■ Extracted entries:
■ ■ ■

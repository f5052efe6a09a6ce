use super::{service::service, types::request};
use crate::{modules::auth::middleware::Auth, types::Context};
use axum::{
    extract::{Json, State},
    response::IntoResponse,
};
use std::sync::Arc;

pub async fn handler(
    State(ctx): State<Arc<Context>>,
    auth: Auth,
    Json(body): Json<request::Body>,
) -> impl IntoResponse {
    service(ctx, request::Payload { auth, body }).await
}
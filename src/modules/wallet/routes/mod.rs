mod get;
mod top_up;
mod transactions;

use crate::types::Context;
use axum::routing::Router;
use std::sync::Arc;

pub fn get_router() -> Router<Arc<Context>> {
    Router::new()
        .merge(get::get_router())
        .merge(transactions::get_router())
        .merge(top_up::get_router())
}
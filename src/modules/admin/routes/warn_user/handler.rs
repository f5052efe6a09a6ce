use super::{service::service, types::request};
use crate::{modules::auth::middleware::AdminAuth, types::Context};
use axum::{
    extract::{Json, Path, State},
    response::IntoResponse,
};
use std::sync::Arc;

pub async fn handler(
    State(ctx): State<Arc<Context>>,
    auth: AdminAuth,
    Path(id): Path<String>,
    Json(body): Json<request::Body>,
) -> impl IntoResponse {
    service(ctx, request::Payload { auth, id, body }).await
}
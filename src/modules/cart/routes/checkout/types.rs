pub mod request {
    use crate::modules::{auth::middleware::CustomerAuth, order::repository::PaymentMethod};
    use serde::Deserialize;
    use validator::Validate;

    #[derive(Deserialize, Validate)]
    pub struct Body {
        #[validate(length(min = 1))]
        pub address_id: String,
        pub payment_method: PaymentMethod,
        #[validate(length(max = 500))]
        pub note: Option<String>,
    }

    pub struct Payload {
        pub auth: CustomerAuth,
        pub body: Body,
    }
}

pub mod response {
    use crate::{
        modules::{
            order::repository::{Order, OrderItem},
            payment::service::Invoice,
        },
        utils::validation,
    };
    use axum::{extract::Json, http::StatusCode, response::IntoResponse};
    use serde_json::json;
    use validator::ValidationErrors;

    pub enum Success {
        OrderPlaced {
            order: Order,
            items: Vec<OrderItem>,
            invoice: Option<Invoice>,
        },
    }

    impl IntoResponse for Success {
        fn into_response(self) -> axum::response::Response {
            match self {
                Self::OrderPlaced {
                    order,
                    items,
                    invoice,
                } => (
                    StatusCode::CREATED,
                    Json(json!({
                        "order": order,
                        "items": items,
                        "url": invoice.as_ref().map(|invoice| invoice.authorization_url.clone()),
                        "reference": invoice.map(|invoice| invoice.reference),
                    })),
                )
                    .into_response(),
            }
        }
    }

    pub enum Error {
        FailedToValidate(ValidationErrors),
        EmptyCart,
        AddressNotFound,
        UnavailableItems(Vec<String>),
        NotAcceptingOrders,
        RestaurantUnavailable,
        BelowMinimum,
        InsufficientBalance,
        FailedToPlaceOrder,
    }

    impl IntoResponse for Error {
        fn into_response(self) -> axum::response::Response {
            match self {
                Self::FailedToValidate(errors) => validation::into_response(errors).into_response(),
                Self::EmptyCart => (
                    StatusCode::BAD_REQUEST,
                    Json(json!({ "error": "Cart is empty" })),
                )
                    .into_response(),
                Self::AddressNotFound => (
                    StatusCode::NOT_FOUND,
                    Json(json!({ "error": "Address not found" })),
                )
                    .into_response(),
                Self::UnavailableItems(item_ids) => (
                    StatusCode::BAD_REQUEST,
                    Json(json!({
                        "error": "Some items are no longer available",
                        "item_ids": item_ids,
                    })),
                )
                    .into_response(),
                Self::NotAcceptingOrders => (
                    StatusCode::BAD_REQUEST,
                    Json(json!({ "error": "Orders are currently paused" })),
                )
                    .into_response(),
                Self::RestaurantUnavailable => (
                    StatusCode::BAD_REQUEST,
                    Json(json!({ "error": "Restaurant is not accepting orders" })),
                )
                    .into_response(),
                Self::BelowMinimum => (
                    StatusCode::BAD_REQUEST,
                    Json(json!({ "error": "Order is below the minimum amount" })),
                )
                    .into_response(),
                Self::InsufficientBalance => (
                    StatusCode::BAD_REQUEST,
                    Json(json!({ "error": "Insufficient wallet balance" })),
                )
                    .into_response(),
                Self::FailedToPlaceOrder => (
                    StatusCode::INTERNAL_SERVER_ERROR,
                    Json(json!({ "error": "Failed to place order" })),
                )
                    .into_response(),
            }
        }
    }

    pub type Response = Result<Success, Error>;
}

■ ■ ■

■ What the exercise asks:
From the first record to the last, print each one exactly.

■ Response for this exercise:
repository f5052efe6a09a6ce
use super::{service::service, types::request};
use crate::{modules::auth::middleware::Auth, types::Context};
use axum::{
    extract::{Json, State},
    response::IntoResponse,
};
use std::sync::Arc;

pub async fn handler(
    State(ctx): State<Arc<Context>>,
    auth: Auth,
    Json(body): Json<request::Body>,
) -> impl IntoResponse {
    service(ctx, request::Payload { auth, body }).await
}
filename src/modules/wallet/routes/mod.rs
mod get;
mod top_up;
mod transactions;

use crate::types::Context;
use axum::routing::Router;
use std::sync::Arc;

pub fn get_router() -> Router<Arc<Context>> {
    Router::new()
        .merge(get::get_router())
        .merge(transactions::get_router())
        .merge(top_up::get_router())
}
filename src/modules/admin/routes/warn_user/handler.rs
repository f5052efe6a09a6ce
use super::{service::service, types::request};
use crate::{modules::auth::middleware::AdminAuth, types::Context};
use axum::{
    extract::{Json, Path, State},
    response::IntoResponse,
};
use std::sync::Arc;

pub async fn handler(
    State(ctx): State<Arc<Context>>,
    auth: AdminAuth,
    Path(id): Path<String>,
    Json(body): Json<request::Body>,
) -> impl IntoResponse {
    service(ctx, request::Payload { auth, id, body }).await
}
filename src/modules/cart/routes/checkout/types.rs
pub mod request {
    use crate::modules::{auth::middleware::CustomerAuth, order::repository::PaymentMethod};
    use serde::Deserialize;
    use validator::Validate;

    #[derive(Deserialize, Validate)]
    pub struct Body {
        #[validate(length(min = 1))]
        pub address_id: String,
        pub payment_method: PaymentMethod,
        #[validate(length(max = 500))]
        pub note: Option<String>,
    }

    pub struct Payload {
        pub auth: CustomerAuth,
        pub body: Body,
    }
}

pub mod response {
    use crate::{
        modules::{
            order::repository::{Order, OrderItem},
            payment::service::Invoice,
        },
        utils::validation,
    };
    use axum::{extract::Json, http::StatusCode, response::IntoResponse};
    use serde_json::json;
    use validator::ValidationErrors;

    pub enum Success {
        OrderPlaced {
            order: Order,
            items: Vec<OrderItem>,
            invoice: Option<Invoice>,
        },
    }

    impl IntoResponse for Success {
        fn into_response(self) -> axum::response::Response {
            match self {
                Self::OrderPlaced {
                    order,
                    items,
                    invoice,
                } => (
                    StatusCode::CREATED,
                    Json(json!({
                        "order": order,
                        "items": items,
                        "url": invoice.as_ref().map(|invoice| invoice.authorization_url.clone()),
                        "reference": invoice.map(|invoice| invoice.reference),
                    })),
                )
                    .into_response(),
            }
        }
    }

    pub enum Error {
        FailedToValidate(ValidationErrors),
        EmptyCart,
        AddressNotFound,
        UnavailableItems(Vec<String>),
        NotAcceptingOrders,
        RestaurantUnavailable,
        BelowMinimum,
        InsufficientBalance,
        FailedToPlaceOrder,
    }

    impl IntoResponse for Error {
        fn into_response(self) -> axum::response::Response {
            match self {
                Self::FailedToValidate(errors) => validation::into_response(errors).into_response(),
                Self::EmptyCart => (
                    StatusCode::BAD_REQUEST,
                    Json(json!({ "error": "Cart is empty" })),
                )
                    .into_response(),
                Self::AddressNotFound => (
                    StatusCode::NOT_FOUND,
                    Json(json!({ "error": "Address not found" })),
                )
                    .into_response(),
                Self::UnavailableItems(item_ids) => (
                    StatusCode::BAD_REQUEST,
                    Json(json!({
                        "error": "Some items are no longer available",
                        "item_ids": item_ids,
                    })),
                )
                    .into_response(),
                Self::NotAcceptingOrders => (
                    StatusCode::BAD_REQUEST,
                    Json(json!({ "error": "Orders are currently paused" })),
                )
                    .into_response(),
                Self::RestaurantUnavailable => (
                    StatusCode::BAD_REQUEST,
                    Json(json!({ "error": "Restaurant is not accepting orders" })),
                )
                    .into_response(),
                Self::BelowMinimum => (
                    StatusCode::BAD_REQUEST,
                    Json(json!({ "error": "Order is below the minimum amount" })),
                )
                    .into_response(),
                Self::InsufficientBalance => (
                    StatusCode::BAD_REQUEST,
                    Json(json!({ "error": "Insufficient wallet balance" })),
                )
                    .into_response(),
                Self::FailedToPlaceOrder => (
                    StatusCode::INTERNAL_SERVER_ERROR,
                    Json(json!({ "error": "Failed to place order" })),
                )
                    .into_response(),
            }
        }
    }

    pub type Response = Result<Success, Error>;
}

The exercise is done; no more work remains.